Trust and safety (TNS) is crucial for online platforms like Tinder, which faces various forms of harmful content. Generative AI poses new challenges and opportunities for TNS, including the rapid spread of misinformation and the proliferation of scams but also offers advancements in detecting violations through fine-tuned large language models (LLMs). By leveraging LLMs, Tinder can efficiently detect and mitigate harm at scale, creating a safer user experience.
Tinder's TNS Challenges
• 00:01:50 Tinder, as the world's largest dating app, experiences a wide range of harmful content, including social media links in profiles, hate speech, harassment, and scams. These violations are diverse, with some being more prevalent but less harmful (e.g., social media links), while others are less frequent but pose a greater risk (e.g., hate speech).
Generative AI's Impact on TNS
• 00:02:28 Generative AI presents challenges to TNS through the rapid creation of harmful content, including misinformation, propaganda, and spam. The accessibility of deepfake technology increases the risk of impersonation and catfishing, while generative AI can also be used to scale up organized spam and scam operations. Platforms may face copyright issues due to the increased use of generative AI tools.
LLM Opportunities for TNS
• 00:03:54 Pre-trained LLMs provide a strong foundation for building TNS solutions, possessing latent semantic capabilities and global language coverage. Fine-tuning these models achieves state-of-the-art performance in detecting violations in text, often exceeding the capabilities of closed-source models like GPT-4. The open-source community provides tools and libraries that simplify the fine-tuning process, accelerating model development from months to weeks.

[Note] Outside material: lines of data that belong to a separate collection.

//! Byte-to-text decoding for batch files.
//!
//! Files come from spreadsheet exports on operator machines and are either
//! UTF-8 or a legacy 8-bit code page. Latin-1 maps every byte to the code
//! point of the same value, so it never fails.

use serde::{Deserialize, Serialize};

/// Number of leading characters inspected for replacement characters.
const PROBE_CHARS: usize = 2000;

/// More replacement characters than this in the probe means the file is
/// not UTF-8.
const MAX_REPLACEMENTS: usize = 5;

#[derive(Debug, Clone, Copy, PartialEq, Eq, Serialize, Deserialize)]
#[serde(rename_all = "lowercase")]
pub enum TextEncoding {
    Utf8,
    Latin1,
}

#[derive(Debug, Clone, PartialEq, Eq)]
pub struct DecodedText {
    pub text: String,
    pub encoding: TextEncoding,
}

/// Decode `bytes` as UTF-8, falling back to Latin-1 when the UTF-8 decode
/// is dense with replacement characters. A leading BOM is removed.
pub fn decode_text(bytes: &[u8]) -> DecodedText {
    let utf8 = String::from_utf8_lossy(bytes);
    let replacements = utf8
        .chars()
        .take(PROBE_CHARS)
        .filter(|&c| c == char::REPLACEMENT_CHARACTER)
        .count();

    let (text, encoding) = if replacements > MAX_REPLACEMENTS {
        tracing::debug!(replacements, "UTF-8 decode looks wrong, using Latin-1");
        (bytes.iter().map(|&b| b as char).collect::<String>(), TextEncoding::Latin1)
    } else {
        (utf8.into_owned(), TextEncoding::Utf8)
    };

    DecodedText {
        text: strip_bom(text),
        encoding,
    }
}

fn strip_bom(text: String) -> String {
    match text.strip_prefix('\u{feff}') {
        Some(rest) => rest.to_string(),
        None => text,
    }
}

#[cfg(test)]
mod tests {
    use super::*;

    #[test]
    fn test_utf8_passes_through() {
        let decoded = decode_text("SERIE,FECHA\nABC123456,01-dic-24\n".as_bytes());
        assert_eq!(decoded.encoding, TextEncoding::Utf8);
        assert!(decoded.text.starts_with("SERIE"));
    }

    #[test]
    fn test_bom_is_stripped() {
        let mut bytes = vec![0xEF, 0xBB, 0xBF];
        bytes.extend_from_slice(b"SN\nABC123456");
        assert_eq!(decode_text(&bytes).text, "SN\nABC123456");
    }

    #[test]
    fn test_latin1_fallback() {
        // "Recepción" repeated, encoded as Latin-1 (0xF3 = ó).
        let mut bytes = Vec::new();
        for _ in 0..10 {
            bytes.extend_from_slice(b"Recepci\xF3n,");
        }
        let decoded = decode_text(&bytes);
        assert_eq!(decoded.encoding, TextEncoding::Latin1);
        assert!(decoded.text.starts_with("Recepción"));
    }

    #[test]
    fn test_few_bad_bytes_stay_utf8() {
        let decoded = decode_text(b"ABC123456\xFF\nDEF654321");
        assert_eq!(decoded.encoding, TextEncoding::Utf8);
    }
}
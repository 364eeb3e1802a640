//! Scrap motives, scrap details and record dispositions.

use crate::text::fold_accents;
use serde::{Deserialize, Serialize};

/// Why an item was sent to scrap.
#[derive(Debug, Clone, Copy, PartialEq, Eq, Hash, Serialize, Deserialize)]
#[serde(rename_all = "SCREAMING_SNAKE_CASE")]
pub enum ScrapMotive {
    Cosmetica,
    FueraDeRango,
    Infestado,
    DefectoSw,
    SinReparacion,
    Otro,
}

impl ScrapMotive {
    pub fn as_str(&self) -> &'static str {
        match self {
            Self::Cosmetica => "COSMETICA",
            Self::FueraDeRango => "FUERA_DE_RANGO",
            Self::Infestado => "INFESTADO",
            Self::DefectoSw => "DEFECTO_SW",
            Self::SinReparacion => "SIN_REPARACION",
            Self::Otro => "OTRO",
        }
    }

    /// Exact parse of a stored label.
    pub fn parse(s: &str) -> Option<Self> {
        match s {
            "COSMETICA" => Some(Self::Cosmetica),
            "FUERA_DE_RANGO" => Some(Self::FueraDeRango),
            "INFESTADO" => Some(Self::Infestado),
            "DEFECTO_SW" => Some(Self::DefectoSw),
            "SIN_REPARACION" => Some(Self::SinReparacion),
            "OTRO" => Some(Self::Otro),
            _ => None,
        }
    }

    /// Map free-form operator input onto a motive.
    ///
    /// `ELECTRONICO` is an input alias for `FUERA_DE_RANGO`. Blank input is `None`.
    pub fn normalize(raw: &str) -> Option<Self> {
        let upper = fold_accents(raw).to_uppercase();
        if upper.is_empty() {
            return None;
        }
        let motive = if upper.contains("ELECTRONICO") || upper.contains("FUERA") || upper.contains("RANGO") {
            Self::FueraDeRango
        } else if upper.contains("COSME") {
            Self::Cosmetica
        } else if upper.contains("INFEST") {
            Self::Infestado
        } else if upper.contains("DEFECTO") || upper == "SW" || upper.contains("_SW") {
            Self::DefectoSw
        } else if upper.contains("SIN_REPARACION") || upper.contains("SIN REPARACION") {
            Self::SinReparacion
        } else {
            Self::Otro
        };
        Some(motive)
    }

    /// Electronic faults need a diagnosis code to back them.
    pub fn requires_diagnosis(&self) -> bool {
        matches!(self, Self::FueraDeRango)
    }

    /// Disposition written when a scrapped item leaves through a scrap lot.
    pub fn output_disposition(&self) -> Disposition {
        match self {
            Self::Cosmetica => Disposition::ScrapCosmetico,
            Self::FueraDeRango => Disposition::ScrapElectronico,
            Self::Infestado => Disposition::ScrapInfestacion,
            _ => Disposition::Scrap,
        }
    }
}

impl std::fmt::Display for ScrapMotive {
    fn fmt(&self, f: &mut std::fmt::Formatter<'_>) -> std::fmt::Result {
        write!(f, "{}", self.as_str())
    }
}

/// Finer classification of a scrapped unit's physical condition.
#[derive(Debug, Clone, Copy, PartialEq, Eq, Hash, Serialize, Deserialize)]
#[serde(rename_all = "SCREAMING_SNAKE_CASE")]
pub enum ScrapDetail {
    CircuitoOkBaseNok,
    BaseOkCircuitoNok,
    CircuitoNokBaseNok,
    Infestacion,
    Otro,
}

impl ScrapDetail {
    pub fn as_str(&self) -> &'static str {
        match self {
            Self::CircuitoOkBaseNok => "CIRCUITO_OK_BASE_NOK",
            Self::BaseOkCircuitoNok => "BASE_OK_CIRCUITO_NOK",
            Self::CircuitoNokBaseNok => "CIRCUITO_NOK_BASE_NOK",
            Self::Infestacion => "INFESTACION",
            Self::Otro => "OTRO",
        }
    }

    pub fn parse(s: &str) -> Option<Self> {
        match s {
            "CIRCUITO_OK_BASE_NOK" => Some(Self::CircuitoOkBaseNok),
            "BASE_OK_CIRCUITO_NOK" => Some(Self::BaseOkCircuitoNok),
            "CIRCUITO_NOK_BASE_NOK" => Some(Self::CircuitoNokBaseNok),
            "INFESTACION" => Some(Self::Infestacion),
            "OTRO" => Some(Self::Otro),
            _ => None,
        }
    }

    /// Lenient parse of operator input; unknown text becomes `OTRO`.
    pub fn normalize(raw: &str) -> Self {
        let upper = raw.trim().to_uppercase().replace(['-', ' '], "_");
        if let Some(detail) = Self::parse(&upper) {
            return detail;
        }
        if upper.contains("INFEST") {
            Self::Infestacion
        } else {
            Self::Otro
        }
    }
}

impl std::fmt::Display for ScrapDetail {
    fn fmt(&self, f: &mut std::fmt::Formatter<'_>) -> std::fmt::Result {
        write!(f, "{}", self.as_str())
    }
}

/// Resulting disposition stored on a transition record.
#[derive(Debug, Clone, Copy, PartialEq, Eq, Serialize, Deserialize)]
#[serde(rename_all = "SCREAMING_SNAKE_CASE")]
pub enum Disposition {
    SnOk,
    Scrap,
    Liberado,
    Reparacion,
    Diagnostico,
    Reparado,
    NoReparable,
    ReparacionExitosa,
    ReparacionFallida,
    Salida,
    ScrapCosmetico,
    ScrapElectronico,
    ScrapInfestacion,
}

impl Disposition {
    pub fn as_str(&self) -> &'static str {
        match self {
            Self::SnOk => "SN_OK",
            Self::Scrap => "SCRAP",
            Self::Liberado => "LIBERADO",
            Self::Reparacion => "REPARACION",
            Self::Diagnostico => "DIAGNOSTICO",
            Self::Reparado => "REPARADO",
            Self::NoReparable => "NO_REPARABLE",
            Self::ReparacionExitosa => "REPARACION_EXITOSA",
            Self::ReparacionFallida => "REPARACION_FALLIDA",
            Self::Salida => "SALIDA",
            Self::ScrapCosmetico => "SCRAP_COSMETICO",
            Self::ScrapElectronico => "SCRAP_ELECTRONICO",
            Self::ScrapInfestacion => "SCRAP_INFESTACION",
        }
    }
}

impl std::fmt::Display for Disposition {
    fn fmt(&self, f: &mut std::fmt::Formatter<'_>) -> std::fmt::Result {
        write!(f, "{}", self.as_str())
    }
}

#[cfg(test)]
mod tests {
    use super::*;

    #[test]
    fn test_normalize_motive_aliases() {
        assert_eq!(ScrapMotive::normalize("electronico"), Some(ScrapMotive::FueraDeRango));
        assert_eq!(ScrapMotive::normalize("Fuera de rango"), Some(ScrapMotive::FueraDeRango));
        assert_eq!(ScrapMotive::normalize("cosmetico"), Some(ScrapMotive::Cosmetica));
        assert_eq!(ScrapMotive::normalize("INFESTADO"), Some(ScrapMotive::Infestado));
        assert_eq!(ScrapMotive::normalize("defecto_sw"), Some(ScrapMotive::DefectoSw));
        assert_eq!(ScrapMotive::normalize("SIN_REPARACION"), Some(ScrapMotive::SinReparacion));
        assert_eq!(ScrapMotive::normalize("golpe"), Some(ScrapMotive::Otro));
        assert_eq!(ScrapMotive::normalize("   "), None);
        assert_eq!(ScrapMotive::normalize("ELECTRÓNICO"), Some(ScrapMotive::FueraDeRango));
        assert_eq!(ScrapMotive::normalize("Cosmética"), Some(ScrapMotive::Cosmetica));
    }

    #[test]
    fn test_only_out_of_range_requires_diagnosis() {
        assert!(ScrapMotive::FueraDeRango.requires_diagnosis());
        assert!(!ScrapMotive::Cosmetica.requires_diagnosis());
        assert!(!ScrapMotive::Infestado.requires_diagnosis());
    }

    #[test]
    fn test_detail_normalize() {
        assert_eq!(ScrapDetail::normalize("circuito-nok base-nok"), ScrapDetail::CircuitoNokBaseNok);
        assert_eq!(ScrapDetail::normalize("infestado"), ScrapDetail::Infestacion);
        assert_eq!(ScrapDetail::normalize("???"), ScrapDetail::Otro);
    }

    #[test]
    fn test_output_disposition() {
        assert_eq!(ScrapMotive::Cosmetica.output_disposition(), Disposition::ScrapCosmetico);
        assert_eq!(ScrapMotive::FueraDeRango.output_disposition(), Disposition::ScrapElectronico);
        assert_eq!(ScrapMotive::Otro.output_disposition(), Disposition::Scrap);
    }
}
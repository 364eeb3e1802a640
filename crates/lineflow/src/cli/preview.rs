//! Preview command - show how a batch file will be read
//!
//! Runs decoding, structure detection and row normalization only. Nothing
//! is written, so operators can check a file before reconciling it.

use crate::cli::context::GlobalArgs;
use crate::cli::error::HelpfulError;
use crate::cli::output::{format_time, or_dash, print_json, print_summary, print_table};
use chrono::Utc;
use lineflow_intake::{
    decode_text, parse_batch, CanonicalRow, ColumnMap, NormalizeOptions, RowRejection, Structure, TextEncoding,
    UnmatchedOutbound,
};
use serde::Serialize;
use std::path::{Path, PathBuf};

#[derive(Debug)]
pub struct PreviewArgs {
    pub file: PathBuf,
    pub rows: usize,
    pub json: bool,
}

#[derive(Debug, Serialize)]
pub struct PreviewResult {
    pub file_path: PathBuf,
    pub encoding: TextEncoding,
    pub structure: Structure,
    pub row_count: usize,
    pub rows: Vec<CanonicalRow>,
    pub rejected: Vec<RowRejection>,
    pub unmatched: Vec<UnmatchedOutbound>,
}

/// Read and decode a batch file.
pub fn read_batch_file(path: &Path) -> anyhow::Result<(String, TextEncoding)> {
    if !path.exists() {
        return Err(HelpfulError::file_not_found(path).into());
    }
    let bytes = std::fs::read(path).map_err(|e| HelpfulError::cannot_read_file(path, &e.to_string()))?;
    let decoded = decode_text(&bytes);
    Ok((decoded.text, decoded.encoding))
}

pub fn run(global: GlobalArgs, args: PreviewArgs) -> anyhow::Result<()> {
    let min_serial_len = global.load_config()?.engine.min_serial_len;
    let result = preview_file(&args.file, args.rows, min_serial_len)?;

    if args.json {
        return print_json(&result);
    }
    print_preview(&result);
    Ok(())
}

pub fn preview_file(path: &Path, rows: usize, min_serial_len: usize) -> anyhow::Result<PreviewResult> {
    let (text, encoding) = read_batch_file(path)?;
    let mut options = NormalizeOptions::new(Utc::now());
    options.min_serial_len = min_serial_len;
    let parsed = parse_batch(&text, &options).map_err(|e| {
        HelpfulError::new(e.to_string())
            .with_context(format!("Nothing to read in {}", path.display()))
            .with_suggestion("TRY: Check that the file has one serial per line")
    })?;

    let row_count = parsed.batch.rows.len();
    let mut sample = parsed.batch.rows;
    sample.truncate(rows);

    Ok(PreviewResult {
        file_path: path.to_path_buf(),
        encoding,
        structure: parsed.structure,
        row_count,
        rows: sample,
        rejected: parsed.batch.rejected,
        unmatched: parsed.batch.unmatched,
    })
}

fn describe_columns(columns: &ColumnMap) -> String {
    let roles = [
        ("serial", columns.serial),
        ("material", columns.material),
        ("folio", columns.folio),
        ("date", columns.date),
        ("inbound", columns.inbound),
        ("outbound", columns.outbound),
    ];
    let named: Vec<String> = roles
        .iter()
        .filter_map(|(name, index)| index.map(|i| format!("{name}={i}")))
        .collect();
    if named.is_empty() {
        "-".to_string()
    } else {
        named.join(", ")
    }
}

fn print_preview(result: &PreviewResult) {
    let s = &result.structure;
    print_summary(
        &format!("{}", result.file_path.display()),
        vec![
            ("encoding", format!("{:?}", result.encoding)),
            ("delimiter", s.delimiter.to_string()),
            ("header", s.has_header.to_string()),
            ("strategy", format!("{:?}", s.strategy)),
            ("confidence", format!("{:?}", s.confidence)),
            ("columns", describe_columns(&s.columns)),
            ("reasoning", s.reasoning.clone()),
            ("rows", result.row_count.to_string()),
            ("rejected", result.rejected.len().to_string()),
            ("unmatched outbound", result.unmatched.len().to_string()),
        ],
    );

    if !result.rows.is_empty() {
        print_table(
            &["LINE", "SERIAL", "MATERIAL", "FOLIO", "RECEIVED", "OUTBOUND"],
            result
                .rows
                .iter()
                .map(|r| {
                    vec![
                        r.line.to_string(),
                        r.serial.clone(),
                        or_dash(r.material_code.as_deref()),
                        or_dash(r.batch_tag.as_deref()),
                        if r.received_defaulted {
                            "(default)".to_string()
                        } else {
                            format_time(r.received_at)
                        },
                        or_dash(r.outbound_serial.as_deref()),
                    ]
                })
                .collect(),
        );
    }

    if !result.rejected.is_empty() {
        print_table(
            &["LINE", "REJECTED BECAUSE"],
            result
                .rejected
                .iter()
                .map(|r| vec![r.line.to_string(), r.reason.clone()])
                .collect(),
        );
    }
}

#[cfg(test)]
mod tests {
    use super::*;
    use tempfile::TempDir;

    #[test]
    fn test_preview_detects_header_file() {
        let tmp = TempDir::new().unwrap();
        let path = tmp.path().join("batch.csv");
        std::fs::write(&path, "sn,material,folio,fecha\nABC123456,76735,F1,01-ene-24\nXY,76735,F1,\n").unwrap();

        let result = preview_file(&path, 10, 6).unwrap();
        assert!(result.structure.has_header);
        assert_eq!(result.row_count, 1);
        assert_eq!(result.rows[0].serial, "ABC123456");
        assert_eq!(result.rejected.len(), 1);
        assert_eq!(result.rejected[0].line, 3);
    }

    #[test]
    fn test_missing_file_is_helpful() {
        let err = preview_file(Path::new("/nonexistent/batch.csv"), 10, 6).unwrap_err();
        assert!(format!("{err}").contains("File not found"));
    }
}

LLM-based TNS Implementation
• 00:05:38 The process starts with creating a high-quality training dataset, which can be assembled manually or through a hybrid process combining LLMs and internal analytics data. Fine-tuning LLMs allows for full control over model weights and facilitates adaptability to evolving harmful content. Productionizing these models using LoRA and Lorax enables efficient inference at scale, with low marginal costs for deploying new adapters.
Future of LLM-based TNS
• 00:13:27 Future efforts focus on incorporating non-textual modalities like images using visual language models for TNS. The goal is to rapidly train adapters for various TNS violations, automating training and retraining pipelines with AI-in-the-loop. Leveraging Lorax ensures efficient inference for new adapters, ultimately building a robust defense against harm and improving the safety and health of the platform.